**WHAT THIS TASK INVOLVES**
Return each line of the listing in which the word "guarded" appears.

**RECORDS FOR THE EXERCISE**
//! Property checks used by the control catalog
//!
//! Providers and discovery tools record the same property in different
//! places, so each check accepts any of several signals: a metadata flag, a
//! relationship edge, a neighbouring resource, or a tag.

use serde_json::Value;

use crate::ControlEvaluationContext;

/// Tags every resource is expected to carry
pub const REQUIRED_TAGS: &[&str] = &["owner", "environment"];

/// Encryption at rest
pub fn has_encryption(ctx: &ControlEvaluationContext) -> bool {
    flag(
        ctx,
        &[
            "encrypted",
            "encryption_enabled",
            "encryptionEnabled",
            "storage_encrypted",
            "storageEncrypted",
            "server_side_encryption",
            "serverSideEncryption",
        ],
    ) || present(ctx, &["kms_key_id", "kmsKeyId", "encryption_key"])
        || ctx.has_edge("encrypted-by")
        || ctx.has_edge("uses-kms-key")
        || tag_in(ctx, "encryption", &["enabled", "true", "aes256", "kms"])
}

/// Private network placement or restrictive network boundary
pub fn has_network_isolation(ctx: &ControlEvaluationContext) -> bool {
    if flag(ctx, &["publicly_accessible", "publiclyAccessible", "public"]) {
        return false;
    }
    flag(ctx, &["private", "in_vpc", "inVpc", "private_endpoint"])
        || present(ctx, &["vpc_id", "vpcId", "subnet_id", "subnetId"])
        || ctx.has_edge("in-vpc")
        || ctx.has_edge("in-subnet")
        || ctx.has_edge("protected-by")
        || tag_in(ctx, "network", &["private", "isolated"])
}

/// Access or audit logging
pub fn has_logging(ctx: &ControlEvaluationContext) -> bool {
    flag(
        ctx,
        &[
            "logging_enabled",
            "loggingEnabled",
            "access_logging",
            "accessLogging",
            "audit_logging",
            "auditLogging",
            "flow_logs_enabled",
        ],
    ) || present(ctx, &["log_group", "logGroup", "logging_target"])
        || ctx.has_edge("logs-to")
        || ctx.has_neighbor_type("log_group")
        || ctx.has_neighbor_type("trail")
        || tag_in(ctx, "logging", &["enabled", "true"])
}

/// Backups or point-in-time recovery
pub fn has_backup(ctx: &ControlEvaluationContext) -> bool {
    flag(
        ctx,
        &[
            "backup_enabled",
            "backupEnabled",
            "point_in_time_recovery",
            "pointInTimeRecovery",
        ],
    ) || number(ctx, &["backup_retention_days", "backupRetentionPeriod"]).is_some_and(|days| days > 0.0)
        || ctx.has_edge("backed-up-by")
        || ctx.has_neighbor_type("backup")
        || ctx
            .tag("backup")
            .is_some_and(|v| !matches!(v.to_ascii_lowercase().as_str(), "" | "none" | "false" | "disabled"))
}

/// Metrics, alarms, or detailed monitoring
pub fn has_monitoring(ctx: &ControlEvaluationContext) -> bool {
    flag(
        ctx,
        &[
            "monitoring_enabled",
            "monitoringEnabled",
            "detailed_monitoring",
            "detailedMonitoring",
        ],
    ) || present(ctx, &["alarms", "monitoring_role"])
        || ctx.has_edge("monitored-by")
        || ctx.has_neighbor_type("alarm")
        || tag_in(ctx, "monitoring", &["enabled", "true"])
}

/// Every tag in `required` is present and non-empty
pub fn has_required_tags(ctx: &ControlEvaluationContext, required: &[&str]) -> bool {
    required.iter().all(|t| ctx.tag(t).is_some_and(|v| !v.trim().is_empty()))
}

/// Some, but not all, of `required` are present
pub fn has_some_required_tags(ctx: &ControlEvaluationContext, required: &[&str]) -> bool {
    required.iter().any(|t| ctx.tag(t).is_some_and(|v| !v.trim().is_empty()))
}

/// An access policy, role binding, or guarding security group
pub fn has_access_control(ctx: &ControlEvaluationContext) -> bool {
    flag(ctx, &["rbac_enabled", "rbacEnabled", "iam_auth", "iamDatabaseAuthentication"])
        || present(ctx, &["iam_policy", "iamPolicy", "access_policy", "accessPolicy", "bucket_policy"])
        || ctx.has_edge("has-policy")
        || ctx.has_edge("has-role")
        || ctx.has_edge("assumes-role")
        || ctx.has_edge("protected-by")
        || tag_in(ctx, "access", &["restricted", "private"])
}

/// Redundancy across zones or replicas
pub fn has_high_availability(ctx: &ControlEvaluationContext) -> bool {
    flag(ctx, &["multi_az", "multiAz", "zone_redundant", "zoneRedundant"])
        || number(ctx, &["replicas", "replica_count", "min_size"]).is_some_and(|n| n >= 2.0)
        || ctx.has_edge("replicates-to")
        || tag_in(ctx, "ha", &["true", "enabled"])
}

/// Object versioning
pub fn has_versioning(ctx: &ControlEvaluationContext) -> bool {
    flag(ctx, &["versioning_enabled", "versioningEnabled", "versioning"])
        || tag_in(ctx, "versioning", &["enabled", "true"])
}

/// MFA, SSO, or a strong password policy
pub fn has_strong_authentication(ctx: &ControlEvaluationContext) -> bool {
    flag(ctx, &["mfa_enabled", "mfaEnabled", "mfa", "sso_enabled", "ssoEnabled"])
        || number(ctx, &["password_min_length", "minimumPasswordLength"]).is_some_and(|n| n >= 14.0)
        || ctx.has_edge("authenticates-via")
        || tag_in(ctx, "mfa", &["enabled", "true", "required"])
}

/// Any key holds a truthy value (`true`, `"enabled"`, non-zero, ...)
fn flag(ctx: &ControlEvaluationContext, keys: &[&str]) -> bool {
    keys.iter().filter_map(|k| ctx.metadata.get(*k)).any(truthy)
}

/// Any key holds something other than null, false, or an empty value
fn present(ctx: &ControlEvaluationContext, keys: &[&str]) -> bool {
    keys.iter().filter_map(|k| ctx.metadata.get(*k)).any(|v| match v {
        Value::Null | Value::Bool(false) => false,
        Value::String(s) => !s.trim().is_empty(),
        Value::Array(a) => !a.is_empty(),
        Value::Object(o) => !o.is_empty(),
        _ => true,
    })
}

fn number(ctx: &ControlEvaluationContext, keys: &[&str]) -> Option<f64> {
    keys.iter().filter_map(|k| ctx.metadata.get(*k)).find_map(|v| match v {
        Value::Number(n) => n.as_f64(),
        Value::String(s) => s.trim().parse().ok(),
        _ => None,
    })
}

fn truthy(value: &Value) -> bool {
    match value {
        Value::Bool(b) => *b,
        Value::Number(n) => n.as_f64().is_some_and(|n| n != 0.0),
        Value::String(s) => matches!(
            s.trim().to_ascii_lowercase().as_str(),
            "true" | "yes" | "enabled" | "on"
        ),
        _ => false,
    }
}

fn tag_in(ctx: &ControlEvaluationContext, key: &str, accepted: &[&str]) -> bool {
    ctx.tag(key)
        .is_some_and(|v| accepted.iter().any(|a| a.eq_ignore_ascii_case(v.trim())))
}

#[cfg(test)]
mod tests {
    use super::*;
    use stackguard_core::{Edge, Resource};

    fn ctx(resource: Resource) -> ControlEvaluationContext {
        ControlEvaluationContext::new(resource)
    }

    #[test]
    fn test_encryption_signals() {
        let bare = ctx(Resource::new("b", "s3_bucket", "aws"));
        assert!(!has_encryption(&bare));

        assert!(has_encryption(&ctx(
            Resource::new("b", "s3_bucket", "aws").with_metadata("encrypted", true)
        )));
        assert!(has_encryption(&ctx(
            Resource::new("b", "s3_bucket", "aws").with_metadata("serverSideEncryption", "Enabled")
        )));
        assert!(has_encryption(&ctx(
            Resource::new("d", "rds_instance", "aws").with_metadata("kms_key_id", "arn:aws:kms:key/1")
        )));
        assert!(has_encryption(&ctx(
            Resource::new("b", "s3_bucket", "aws").with_tag("encryption", "AES256")
        )));

        let with_edge = ctx(Resource::new("b", "s3_bucket", "aws"))
            .with_relationships(vec![Edge::new("b", "k", "ENCRYPTED_BY")], Vec::new());
        assert!(has_encryption(&with_edge));

        assert!(!has_encryption(&ctx(
            Resource::new("b", "s3_bucket", "aws").with_metadata("encrypted", false)
        )));
    }

    #[test]
    fn test_public_resource_is_not_isolated() {
        let public_in_vpc = Resource::new("db", "rds_instance", "aws")
            .with_metadata("vpc_id", "vpc-1")
            .with_metadata("publicly_accessible", true);
        assert!(!has_network_isolation(&ctx(public_in_vpc)));

        let private = Resource::new("db", "rds_instance", "aws").with_metadata("vpc_id", "vpc-1");
        assert!(has_network_isolation(&ctx(private)));
    }

    #[test]
    fn test_numeric_signals() {
        let backed_up = Resource::new("db", "rds_instance", "aws").with_metadata("backup_retention_days", 7);
        assert!(has_backup(&ctx(backed_up)));

        let no_retention = Resource::new("db", "rds_instance", "aws").with_metadata("backup_retention_days", 0);
        assert!(!has_backup(&ctx(no_retention)));

        let replicated = Resource::new("c", "kubernetes_cluster", "aws").with_metadata("replicas", "3");
        assert!(has_high_availability(&ctx(replicated)));

        let weak = Resource::new("u", "iam_user", "aws").with_metadata("password_min_length", 8);
        assert!(!has_strong_authentication(&ctx(weak)));
    }

    #[test]
    fn test_neighbor_signals() {
        let trail = Resource::new("t", "cloudtrail", "aws");
        let logged = ctx(Resource::new("b", "s3_bucket", "aws"))
            .with_relationships(vec![Edge::new("t", "b", "watches")], vec![trail]);
        assert!(has_logging(&logged));
        assert!(!has_monitoring(&logged));
    }

    #[test]
    fn test_required_tags() {
        let partial = ctx(Resource::new("v", "ec2_instance", "aws").with_tag("owner", "ops"));
        assert!(!has_required_tags(&partial, REQUIRED_TAGS));
        assert!(has_some_required_tags(&partial, REQUIRED_TAGS));

        let full = ctx(
            Resource::new("v", "ec2_instance", "aws")
                .with_tag("owner", "ops")
                .with_tag("environment", "prod"),
        );
        assert!(has_required_tags(&full, REQUIRED_TAGS));

        let blank = ctx(Resource::new("v", "ec2_instance", "aws").with_tag("owner", " "));
        assert!(!has_some_required_tags(&blank, REQUIRED_TAGS));
    }

    #[test]
    fn test_versioning_and_access() {
        assert!(has_versioning(&ctx(
            Resource::new("b", "s3_bucket", "aws").with_metadata("versioning", "Enabled")
        )));
        assert!(!has_versioning(&ctx(
            Resource::new("b", "s3_bucket", "aws").with_metadata("versioning", "Suspended")
        )));

        let guarded = ctx(Resource::new("b", "s3_bucket", "aws"))
            .with_relationships(vec![Edge::new("b", "p", "has_policy")], Vec::new());
        assert!(has_access_control(&guarded));
    }
}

**EXERCISE RESPONSE**
        let guarded = ctx(Resource::new("b", "s3_bucket", "aws"))
        assert!(has_access_control(&guarded));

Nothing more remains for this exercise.